Post by ahhrunforthehills » Mon Nov 02, 2020 12:53 pm

AdamA wrote:
Mon Nov 02, 2020 9:42 am
mathjak107 wrote:
Sat Oct 31, 2020 12:40 pm
I am no more confident of the pp than I am in any other diversified portfolio of similar equity weighting
At some point you have to pick a reasonable strategy and just stick to it.

So much is bound to change over a 30-40 year investment period that you could justify bailing on any investment plan multiple times each decade.

At some point you just have to buckle your seatbelt and trust the plan.
Just to play devil's advocate for the sake of discussion...

So much is bound to change over the next 30-40 year investment period that it could be dangerous to buckle your seatbelt and trust a specific plan.

Unfortunately, as time goes on, the back-tested data we used to form our conclusions start belonging to an outdated world that could have had very different economic forces at play.

With that said, I do think the largest risk to an investor is letting their emotions (usually greed and fear) guide them. I would also argue that maybe the 2nd biggest risk is to stick your head in the sand about current/emerging long-term trends and blindly trust a strategy you setup many years ago.

I don't think that is a problem for 99% of the people reading this. They probably wouldn't be on here if they didn't think it was at least possible for the PP to break... everyone would be too busy living their life knowing that their investments are 100% bulletproof.

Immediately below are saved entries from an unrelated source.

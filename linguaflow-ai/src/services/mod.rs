//! Extraction pipeline services
//!
//! One module per pipeline stage, composed by [`import_pipeline`].

pub mod archive_loader;
pub mod card_assembler;
pub mod field_roles;
pub mod import_pipeline;
pub mod media_resolver;
pub mod text_sanitizer;

#[cfg(test)]
pub(crate) mod test_support;

pub use archive_loader::{validate_upload, ArchiveLoader, EphemeralCollection, WorkDir};
pub use card_assembler::{resolve_deck, CardAssembler, DeckAssociation};
pub use field_roles::{resolve_field_roles, FieldRoleCache, FieldRoles};
pub use import_pipeline::{
    extract_cards, AnkiImporter, BackendStatus, ImportReport, NoteFailurePolicy,
};
pub use media_resolver::{extract_first_media, MediaKind};
pub use text_sanitizer::clean_field;
//! linguaflow-ai - Anki Import microservice
//!
//! **Module Identity:**
//! - Name: linguaflow-ai (Anki Import)
//! - Default port: 8100
//!
//! Accepts `.apkg` uploads and returns the decks' notes as plain flashcard
//! records with inlined media.

use std::path::PathBuf;
use std::sync::{Arc, Mutex};

use anyhow::{Context, Result};
use clap::Parser;
use tokio::signal;
use tracing::{info, warn};
use tracing_subscriber::{layer::SubscriberExt, util::SubscriberInitExt, EnvFilter};

use linguaflow_ai::backend::SqliteBackend;
use linguaflow_ai::services::{AnkiImporter, NoteFailurePolicy};
use linguaflow_ai::AppState;
use linguaflow_common::config::{
    default_config_path, load_toml_config, CliOverrides, ServiceConfig, TomlConfig,
};

const MODULE_NAME: &str = "linguaflow-ai";

/// Command-line arguments for linguaflow-ai
#[derive(Parser, Debug)]
#[command(name = "linguaflow-ai")]
#[command(about = "Anki deck import microservice for LinguaFlow")]
#[command(version)]
struct Args {
    /// Port to listen on
    #[arg(short, long, env = "LINGUAFLOW_PORT")]
    port: Option<u16>,

    /// Address to bind
    #[arg(long, env = "LINGUAFLOW_HOST")]
    host: Option<String>,

    /// Directory for per-import working directories
    #[arg(short, long)]
    work_root: Option<PathBuf>,

    /// Bootstrap TOML file
    #[arg(short, long)]
    config: Option<PathBuf>,

    /// Log level (trace, debug, info, warn, error); RUST_LOG takes precedence
    #[arg(short, long)]
    log_level: Option<String>,
}

#[tokio::main]
async fn main() -> Result<()> {
    let args = Args::parse();

    let config_path = args.config.clone().or_else(|| default_config_path(MODULE_NAME));
    let toml_config = match &config_path {
        Some(path) => load_toml_config(path)
            .with_context(|| format!("Failed to load config from {}", path.display()))?,
        None => TomlConfig::default(),
    };

    let config = ServiceConfig::resolve(
        MODULE_NAME,
        CliOverrides {
            work_root: args.work_root,
            host: args.host,
            port: args.port,
            log_level: args.log_level,
        },
        toml_config,
    );

    init_tracing(&config)?;

    info!("Starting linguaflow-ai (Anki Import) microservice");
    info!(
        version = env!("CARGO_PKG_VERSION"),
        commit = env!("LINGUAFLOW_COMMIT"),
        built_at = env!("LINGUAFLOW_BUILT_AT"),
        profile = if cfg!(debug_assertions) { "debug" } else { "release" },
        "Build identification"
    );
    // load_toml_config ran before the subscriber was installed
    match &config_path {
        Some(path) if path.exists() => info!("Config file: {}", path.display()),
        Some(path) => warn!("Config file not found at {}, using compiled defaults", path.display()),
        None => warn!("No config directory on this platform, using compiled defaults"),
    }
    info!("Work root: {}", config.work_root.display());

    tokio::fs::create_dir_all(&config.work_root)
        .await
        .with_context(|| format!("Failed to create work root {}", config.work_root.display()))?;

    let policy = NoteFailurePolicy::from_skip_flag(config.skip_failed_notes);
    info!(policy = ?policy, "Note failure policy");

    let importer = AnkiImporter::initialize(
        Arc::new(SqliteBackend::new()),
        config.work_root.clone(),
        policy,
    )
    .await;

    let state = AppState::new(
        Arc::new(importer),
        config.max_upload_bytes,
        config.allowed_origins.clone(),
    );
    let app = linguaflow_ai::build_router(state);

    let addr = config.bind_address();
    let listener = tokio::net::TcpListener::bind(&addr)
        .await
        .with_context(|| format!("Failed to bind to {}", addr))?;
    info!("Listening on http://{}", addr);
    info!("Health check: http://{}/health", addr);

    axum::serve(listener, app)
        .with_graceful_shutdown(shutdown_signal())
        .await
        .context("Server error")?;

    info!("Server shutdown complete");
    Ok(())
}

/// Console logging, or file logging when `logging.file` is set
fn init_tracing(config: &ServiceConfig) -> Result<()> {
    let env_filter = EnvFilter::try_from_default_env().unwrap_or_else(|_| {
        format!(
            "linguaflow_ai={level},linguaflow_common={level},tower_http={level}",
            level = config.log_level.to_lowercase()
        )
        .into()
    });

    let registry = tracing_subscriber::registry().with(env_filter);

    match &config.log_file {
        Some(path) => {
            let file = std::fs::OpenOptions::new()
                .create(true)
                .append(true)
                .open(path)
                .with_context(|| format!("Failed to open log file {}", path.display()))?;
            registry
                .with(
                    tracing_subscriber::fmt::layer()
                        .with_ansi(false)
                        .with_writer(Mutex::new(file)),
                )
                .init();
        }
        None => registry.with(tracing_subscriber::fmt::layer()).init(),
    }

    Ok(())
}

/// Graceful shutdown signal handler
async fn shutdown_signal() {
    let ctrl_c = async {
        signal::ctrl_c()
            .await
            .expect("Failed to install Ctrl+C handler");
    };

    #[cfg(unix)]
    let terminate = async {
        signal::unix::signal(signal::unix::SignalKind::terminate())
            .expect("Failed to install signal handler")
            .recv()
            .await;
    };

    #[cfg(not(unix))]
    let terminate = std::future::pending::<()>();

    tokio::select! {
        _ = ctrl_c => {
            info!("Received Ctrl+C, shutting down");
        },
        _ = terminate => {
            info!("Received terminate signal, shutting down");
        },
    }
}
//! Health check endpoint
//!
//! Reports uptime, the startup backend probe and the last import failure.

use axum::{extract::State, routing::get, Json, Router};
use chrono::Utc;
use serde::Serialize;

use crate::AppState;

/// Health check response
#[derive(Debug, Serialize)]
pub struct HealthResponse {
    /// "ok", or "degraded" when the collection backend is unavailable
    pub status: String,
    /// Module name ("linguaflow-ai")
    pub module: String,
    /// Crate version from Cargo.toml
    pub version: String,
    /// Seconds since service started
    pub uptime_seconds: u64,
    /// Backend probe result: "ready (...)" or "error: ..."
    pub anki: String,
    /// Last import failure, if any
    #[serde(skip_serializing_if = "Option::is_none")]
    pub last_error: Option<String>,
}

/// GET /health
pub async fn health_check(State(state): State<AppState>) -> Json<HealthResponse> {
    let uptime = Utc::now().signed_duration_since(state.startup_time);
    let uptime_seconds = uptime.num_seconds().max(0) as u64;

    let backend = state.importer.backend_status();
    let status = if backend.is_ready() { "ok" } else { "degraded" };

    let last_error = state.last_error.read().await.clone();

    Json(HealthResponse {
        status: status.to_string(),
        module: "linguaflow-ai".to_string(),
        version: env!("CARGO_PKG_VERSION").to_string(),
        uptime_seconds,
        anki: backend.describe(),
        last_error,
    })
}

/// Build health check routes
pub fn health_routes() -> Router<AppState> {
    Router::new().route("/health", get(health_check))
}
//! Test Helper Utilities
//!
//! Shared utilities for testing linguaflow-ai

#![allow(dead_code)]

pub mod apkg_builder;

pub use apkg_builder::{vocabulary_package, ApkgBuilder, PackageKind};

use linguaflow_ai::backend::SqliteBackend;
use linguaflow_ai::services::{AnkiImporter, NoteFailurePolicy};
use std::path::Path;
use std::sync::Arc;

/// Importer over the SQLite backend rooted at `work_root`
pub async fn test_importer(work_root: &Path, policy: NoteFailurePolicy) -> AnkiImporter {
    AnkiImporter::initialize(
        Arc::new(SqliteBackend::new()),
        work_root.to_path_buf(),
        policy,
    )
    .await
}

/// Number of entries directly under `dir` (0 if it does not exist)
pub fn count_entries(dir: &Path) -> usize {
    std::fs::read_dir(dir).map(|entries| entries.count()).unwrap_or(0)
}
//! Embeds the commit and build time logged at startup

use std::process::Command;

fn main() {
    let commit = Command::new("git")
        .args(["describe", "--always", "--dirty", "--abbrev=8"])
        .output()
        .ok()
        .filter(|output| output.status.success())
        .and_then(|output| String::from_utf8(output.stdout).ok())
        .map(|describe| describe.trim().to_string())
        .filter(|describe| !describe.is_empty())
        .unwrap_or_else(|| "unknown".to_string());

    let built_at = chrono::Utc::now().to_rfc3339_opts(chrono::SecondsFormat::Secs, true);

    println!("cargo:rustc-env=LINGUAFLOW_COMMIT={}", commit);
    println!("cargo:rustc-env=LINGUAFLOW_BUILT_AT={}", built_at);
}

A prudent investor just wants clear and compelling evidence if they are going to change course from their current allocation (which is a pro and a con). In one hand, it keeps us from making poorly informed decisions. On the other hand, it keeps us from changing allocations because the information at hand is never going to be 100% concrete.

It is easy to fall back on the ol' "well, that is why the PP exists... cause you never know... blah blah blah". But again, the PP is (was) based on an outdated world that could have had very different economic forces at play.

IMHO the PP is like a condom kept it in your wallet. It should be okay to use. However, you have to realize that your risk is going to go up the longer it was in there without you ever inspecting it. Besides, there might be alternatives now that are more efficient towards your goal.

However, there is one instance where I think a non-changing strategy could be appropriate... mild dementia. Maybe having an ingrained "system" would be enough to protect myself from myself?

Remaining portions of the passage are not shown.